There is no question that earning a doctorate degree creates more career opportunities both in terms of salary eligibility and type of employment. Unfortunately, these opportunities come at the price of many years of foregone labor market earnings. Many doctorate degree candidates are unable to find work in their field while they are actively pursuing their degree, which can lower earnings even further over the course of their academic career. In addition, doctorate degree programs are expensive, and often require candidates to borrow substantially in order to complete them. On the positive side, however, lost earnings, even if invested at the time they are earned, are more than likely to be compensated and eventually surpassed in the years immediately following graduation. As for the price of earning a doctorate degree, student loan providers generally offer very reasonable interest rates compared to other lenders and allow students to repay over the course of many years, usually without requiring any payment until graduation.
According to the U.S. Census Bureau, doctorate degree holders will earn, on average, just under one million dollars more than their masters degree holding counterparts over the course of their working lives. If financial incentive were the only consideration, doctorate degree holders would have sufficient justification to pursue advanced degrees. Often, however, the career aspirations of highly skilled individuals in general, and in particular doctorate degree holders, can’t be measured by salary alone.
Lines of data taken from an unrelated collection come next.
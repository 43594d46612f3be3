//! API middleware.

#![allow(missing_docs)]

use axum::{
    body::Body,
    extract::State,
    http::{Request, header},
    middleware::Next,
    response::Response,
};
use axum_extra::extract::cookie::CookieJar;
use where2go_common::config::SessionConfig;
use where2go_core::{
    CatalogService, PollService, ReviewService, StatisticsService, UserService, WeatherService,
};

/// Application state.
#[derive(Clone)]
pub struct AppState {
    pub user_service: UserService,
    pub poll_service: PollService,
    pub catalog_service: CatalogService,
    pub review_service: ReviewService,
    pub statistics_service: StatisticsService,
    pub weather_service: WeatherService,
    pub session: SessionConfig,
}

/// Pull the session token from the request.
///
/// A bearer token wins over the session cookie.
fn session_token(req: &Request<Body>, cookie_name: &str) -> Option<String> {
    if let Some(auth_header) = req.headers().get(header::AUTHORIZATION)
        && let Ok(auth_str) = auth_header.to_str()
        && let Some(token) = auth_str.strip_prefix("Bearer ")
    {
        return Some(token.trim().to_string());
    }

    CookieJar::from_headers(req.headers())
        .get(cookie_name)
        .map(|c| c.value().to_string())
}

/// Authentication middleware.
///
/// Resolves the session token to an active user and stores the model in the
/// request extensions. Requests without a valid session pass through
/// anonymously; the extractors decide whether that is acceptable.
pub async fn auth_middleware(
    State(state): State<AppState>,
    mut req: Request<Body>,
    next: Next,
) -> Response {
    if let Some(token) = session_token(&req, &state.session.cookie_name)
        && !token.is_empty()
    {
        match state.user_service.authenticate_by_token(&token).await {
            Ok(user) => {
                req.extensions_mut().insert(user);
            }
            Err(e) if e.is_server_error() => {
                tracing::error!(error = %e, "Session lookup failed");
            }
            Err(_) => {
                tracing::debug!("Ignoring unknown or inactive session token");
            }
        }
    }

    next.run(req).await
}
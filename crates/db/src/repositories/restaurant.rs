//! Restaurant repository.

use std::sync::Arc;

use crate::entities::{Category, Restaurant, category, restaurant};
use sea_orm::{
    ActiveModelTrait, ColumnTrait, DatabaseConnection, EntityTrait, PaginatorTrait, QueryFilter,
    QueryOrder, Set,
};
use where2go_common::{AppError, AppResult};

/// Restaurant repository for database operations.
#[derive(Clone)]
pub struct RestaurantRepository {
    db: Arc<DatabaseConnection>,
}

impl RestaurantRepository {
    /// Create a new restaurant repository.
    #[must_use]
    pub const fn new(db: Arc<DatabaseConnection>) -> Self {
        Self { db }
    }

    /// Find a restaurant by ID.
    pub async fn find_by_id(&self, id: i32) -> AppResult<Option<restaurant::Model>> {
        Restaurant::find_by_id(id)
            .one(self.db.as_ref())
            .await
            .map_err(|e| AppError::Database(e.to_string()))
    }

    /// Find a restaurant by ID, returning an error if not found.
    pub async fn get_by_id(&self, id: i32) -> AppResult<restaurant::Model> {
        self.find_by_id(id)
            .await?
            .ok_or_else(|| AppError::NotFound("Restaurant not found".to_string()))
    }

    /// Find restaurants by IDs.
    pub async fn find_by_ids(&self, ids: &[i32]) -> AppResult<Vec<restaurant::Model>> {
        if ids.is_empty() {
            return Ok(vec![]);
        }

        Restaurant::find()
            .filter(restaurant::Column::Id.is_in(ids.to_vec()))
            .all(self.db.as_ref())
            .await
            .map_err(|e| AppError::Database(e.to_string()))
    }

    /// All restaurants sorted by name, each paired with its category.
    pub async fn find_all_with_category(
        &self,
    ) -> AppResult<Vec<(restaurant::Model, Option<category::Model>)>> {
        Restaurant::find()
            .find_also_related(Category)
            .order_by_asc(restaurant::Column::Name)
            .order_by_asc(restaurant::Column::Id)
            .all(self.db.as_ref())
            .await
            .map_err(|e| AppError::Database(e.to_string()))
    }

    /// Create a restaurant in a category.
    pub async fn create(&self, name: &str, category_id: i32) -> AppResult<restaurant::Model> {
        let model = restaurant::ActiveModel {
            name: Set(name.to_string()),
            category_id: Set(category_id),
            ..Default::default()
        };

        model
            .insert(self.db.as_ref())
            .await
            .map_err(|e| AppError::Database(e.to_string()))
    }

    /// Delete a restaurant by ID.
    pub async fn delete(&self, id: i32) -> AppResult<()> {
        Restaurant::delete_by_id(id)
            .exec(self.db.as_ref())
            .await
            .map_err(|e| AppError::Database(e.to_string()))?;
        Ok(())
    }

    /// Count restaurants that belong to a category.
    pub async fn count_by_category(&self, category_id: i32) -> AppResult<u64> {
        Restaurant::find()
            .filter(restaurant::Column::CategoryId.eq(category_id))
            .count(self.db.as_ref())
            .await
            .map_err(|e| AppError::Database(e.to_string()))
    }

    /// Count all restaurants.
    pub async fn count(&self) -> AppResult<u64> {
        Restaurant::find()
            .count(self.db.as_ref())
            .await
            .map_err(|e| AppError::Database(e.to_string()))
    }
}

#[cfg(test)]
#[allow(clippy::unwrap_used)]
mod tests {
    use super::*;
    use sea_orm::{DatabaseBackend, MockDatabase, MockExecResult};

    fn create_test_restaurant(id: i32, name: &str, category_id: i32) -> restaurant::Model {
        restaurant::Model {
            id,
            name: name.to_string(),
            category_id,
        }
    }

    #[tokio::test]
    async fn test_find_by_ids_empty_skips_query() {
        // No query results appended: any query would fail
        let db = Arc::new(MockDatabase::new(DatabaseBackend::Postgres).into_connection());

        let repo = RestaurantRepository::new(db);
        let result = repo.find_by_ids(&[]).await.unwrap();

        assert!(result.is_empty());
    }

    #[tokio::test]
    async fn test_create_restaurant() {
        let db = Arc::new(
            MockDatabase::new(DatabaseBackend::Postgres)
                .append_query_results([[create_test_restaurant(3, "Da Mario", 1)]])
                .append_exec_results([MockExecResult {
                    last_insert_id: 3,
                    rows_affected: 1,
                }])
                .into_connection(),
        );

        let repo = RestaurantRepository::new(db);
        let result = repo.create("Da Mario", 1).await.unwrap();

        assert_eq!(result.id, 3);
        assert_eq!(result.category_id, 1);
    }

    #[tokio::test]
    async fn test_get_by_id_found() {
        let db = Arc::new(
            MockDatabase::new(DatabaseBackend::Postgres)
                .append_query_results([[create_test_restaurant(3, "Da Mario", 1)]])
                .into_connection(),
        );

        let repo = RestaurantRepository::new(db);
        let result = repo.get_by_id(3).await.unwrap();

        assert_eq!(result.name, "Da Mario");
    }
}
They often attach great significance to the opportunities that a doctorate can provide, such as the ability to do a type of work they care about and for which they have been trained. For that reason, no single measure can satisfactorily describe the doctoral labor market.
Unemployment figures for those holding doctorate degrees favor higher education. Doctorate degree graduates are almost always several points below the national unemployment average. This is hardly surprising considering the lack of qualified individuals for upper echelon positions. As education requirements for employment rise, competition often declines.
Considering the more prevalent positive effects that earning a doctorate degree can have on one’s career, via future earnings, employability and job satisfaction, the negatives associated with obtaining a Ph. D become somewhat inconsequential. This is especially true if one looks at the overall period for which a doctorate is a valuable resource, as opposed to the years spent earning it. Those who achieve this educational milestone will be able to reap the benefits for a lifetime.